Back in 2003 my wife and I were sailing our Dockrell 22 when the rudder snapped off at the point where the lower pintle is bolted on.

We were very fortunate because, although it was a bit embarrassing, several boats including a pleasure boat full of passengers came to our aid, the RNLI rescue

team towed us back to our mooring with their inflatable boat which was very kind of them.

Anyway to cut a long story short, after trying to find someone to make a new rudder at a sensible price, I decided to make one myself. I was recently asked about replacing a rudder so I hope this article may be of use.

As you will see in the photos, I first epoxied several layers of marine ply together and then using the broken rudder as a template I cut them to the basic shape. What the photos don't show though, because I forget to take them,is inside the rudder I sandwiched two stainless steel bars approx 40mm x 5mm x 450mm between the middle two layers. The bars were positioned inside along the length of the rudder near the pintle brackets to reinforce which is the weakest part of the rudder. Next came the hard work, shaping of the rudder. I used NACA 0012 foil tables to make a template of the rudder blade profile.

After a lot of planning, filling with epoxy mixing with microfibres as thickening additive which is good for bonding to wood, I gave the rudder several coats of epoxy.

Finally I painted the whole thing with white topcoat and then drilled the holes for the pintle brackets and bolted them on.


Click here once to download the excel spreadsheet showing the values and profile that I used for the rudder blade.
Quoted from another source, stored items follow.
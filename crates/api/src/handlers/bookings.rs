//! Handlers for public booking intake and `/admin/bookings`.

use axum::extract::{Path, Query, State};
use axum::http::StatusCode;
use axum::Json;
use chrono::NaiveDate;
use hvacdesk_core::booking::{BookingStatus, TimeSlot};
use hvacdesk_core::types::{short_ref, DbId, Timestamp};
use hvacdesk_db::models::booking::{Booking, BookingAuditEntry};
use serde::Serialize;
use uuid::Uuid;

use super::StatusChangeRequest;
use crate::error::AppResult;
use crate::middleware::rbac::RequireStaff;
use crate::query::StatusListParams;
use crate::response::DataResponse;
use crate::state::AppState;
use crate::workflows::bookings::{
    self, AssignTechnician, SubmitBooking, UpdateCosts, UpdateNotes,
};

// ---------------------------------------------------------------------------
// Public
// ---------------------------------------------------------------------------

/// What a customer may see about their own booking.
#[derive(Debug, Serialize)]
pub struct PublicBooking {
    pub booking_ref: Uuid,
    /// Short form quoted in e-mails, e.g. `9F1C2B3A`.
    pub reference: String,
    pub status: BookingStatus,
    pub preferred_date: NaiveDate,
    pub preferred_time_slot: TimeSlot,
    pub created_at: Timestamp,
}

impl From<Booking> for PublicBooking {
    fn from(b: Booking) -> Self {
        Self {
            reference: short_ref(&b.booking_ref),
            booking_ref: b.booking_ref,
            status: b.status,
            preferred_date: b.preferred_date,
            preferred_time_slot: b.preferred_time_slot,
            created_at: b.created_at,
        }
    }
}

/// POST /api/v1/bookings
pub async fn submit(
    State(state): State<AppState>,
    Json(input): Json<SubmitBooking>,
) -> AppResult<(StatusCode, Json<DataResponse<PublicBooking>>)> {
    let booking = bookings::submit_booking(&state, input).await?;
    Ok((
        StatusCode::CREATED,
        Json(DataResponse {
            data: booking.into(),
        }),
    ))
}

/// GET /api/v1/bookings/{booking_ref}
pub async fn lookup(
    State(state): State<AppState>,
    Path(booking_ref): Path<Uuid>,
) -> AppResult<Json<DataResponse<PublicBooking>>> {
    let booking = bookings::get_booking_by_ref(&state.pool, booking_ref).await?;
    Ok(Json(DataResponse {
        data: booking.into(),
    }))
}

// ---------------------------------------------------------------------------
// Staff
// ---------------------------------------------------------------------------

/// GET /api/v1/admin/bookings
pub async fn list(
    RequireStaff(_user): RequireStaff,
    State(state): State<AppState>,
    Query(params): Query<StatusListParams>,
) -> AppResult<Json<DataResponse<Vec<Booking>>>> {
    let (limit, offset) = params.page();
    let bookings =
        bookings::list_bookings(&state.pool, params.status.as_deref(), limit, offset).await?;
    Ok(Json(DataResponse { data: bookings }))
}

/// GET /api/v1/admin/bookings/{id}
pub async fn get_by_id(
    RequireStaff(_user): RequireStaff,
    State(state): State<AppState>,
    Path(id): Path<DbId>,
) -> AppResult<Json<DataResponse<Booking>>> {
    let booking = bookings::get_booking(&state.pool, id).await?;
    Ok(Json(DataResponse { data: booking }))
}

/// PUT /api/v1/admin/bookings/{id}/status
pub async fn change_status(
    RequireStaff(user): RequireStaff,
    State(state): State<AppState>,
    Path(id): Path<DbId>,
    Json(input): Json<StatusChangeRequest>,
) -> AppResult<Json<DataResponse<Booking>>> {
    let booking = bookings::transition_booking(
        &state,
        id,
        &input.status,
        Some(&user.name),
        input.note.as_deref(),
    )
    .await?;
    Ok(Json(DataResponse { data: booking }))
}

/// PUT /api/v1/admin/bookings/{id}/cost
pub async fn update_cost(
    RequireStaff(_user): RequireStaff,
    State(state): State<AppState>,
    Path(id): Path<DbId>,
    Json(input): Json<UpdateCosts>,
) -> AppResult<Json<DataResponse<Booking>>> {
    let booking = bookings::update_costs(&state.pool, id, input).await?;
    Ok(Json(DataResponse { data: booking }))
}

/// PUT /api/v1/admin/bookings/{id}/technician
pub async fn assign_technician(
    RequireStaff(_user): RequireStaff,
    State(state): State<AppState>,
    Path(id): Path<DbId>,
    Json(input): Json<AssignTechnician>,
) -> AppResult<Json<DataResponse<Booking>>> {
    let booking = bookings::assign_technician(&state.pool, id, input).await?;
    Ok(Json(DataResponse { data: booking }))
}

/// PUT /api/v1/admin/bookings/{id}/notes
pub async fn update_notes(
    RequireStaff(_user): RequireStaff,
    State(state): State<AppState>,
    Path(id): Path<DbId>,
    Json(input): Json<UpdateNotes>,
) -> AppResult<Json<DataResponse<Booking>>> {
    let booking = bookings::update_notes(&state.pool, id, input).await?;
    Ok(Json(DataResponse { data: booking }))
}

/// Audit entry with its rendered history line.
#[derive(Debug, Serialize)]
pub struct AuditEntryView {
    #[serde(flatten)]
    pub entry: BookingAuditEntry,
    pub line: String,
}

/// GET /api/v1/admin/bookings/{id}/audit
pub async fn audit(
    RequireStaff(_user): RequireStaff,
    State(state): State<AppState>,
    Path(id): Path<DbId>,
) -> AppResult<Json<DataResponse<Vec<AuditEntryView>>>> {
    let entries = bookings::audit_trail(&state.pool, id)
        .await?
        .into_iter()
        .map(|entry| AuditEntryView {
            line: entry.line(),
            entry,
        })
        .collect();
    Ok(Json(DataResponse { data: entries }))
}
You can then open the excel file in your downloads (top right of Firefox or Opera browsers).
If you are using Internet Explorer you will be prompted to open or save the file.
Click here to view a photo showing dimensions of an original dockrell 22 rudder.

Despite never having make a rudder before or used epoxy, filler and topcoat, I was very pleased how the rudder turned out It performed much better than the original probably due to the rudder blade profile that I used.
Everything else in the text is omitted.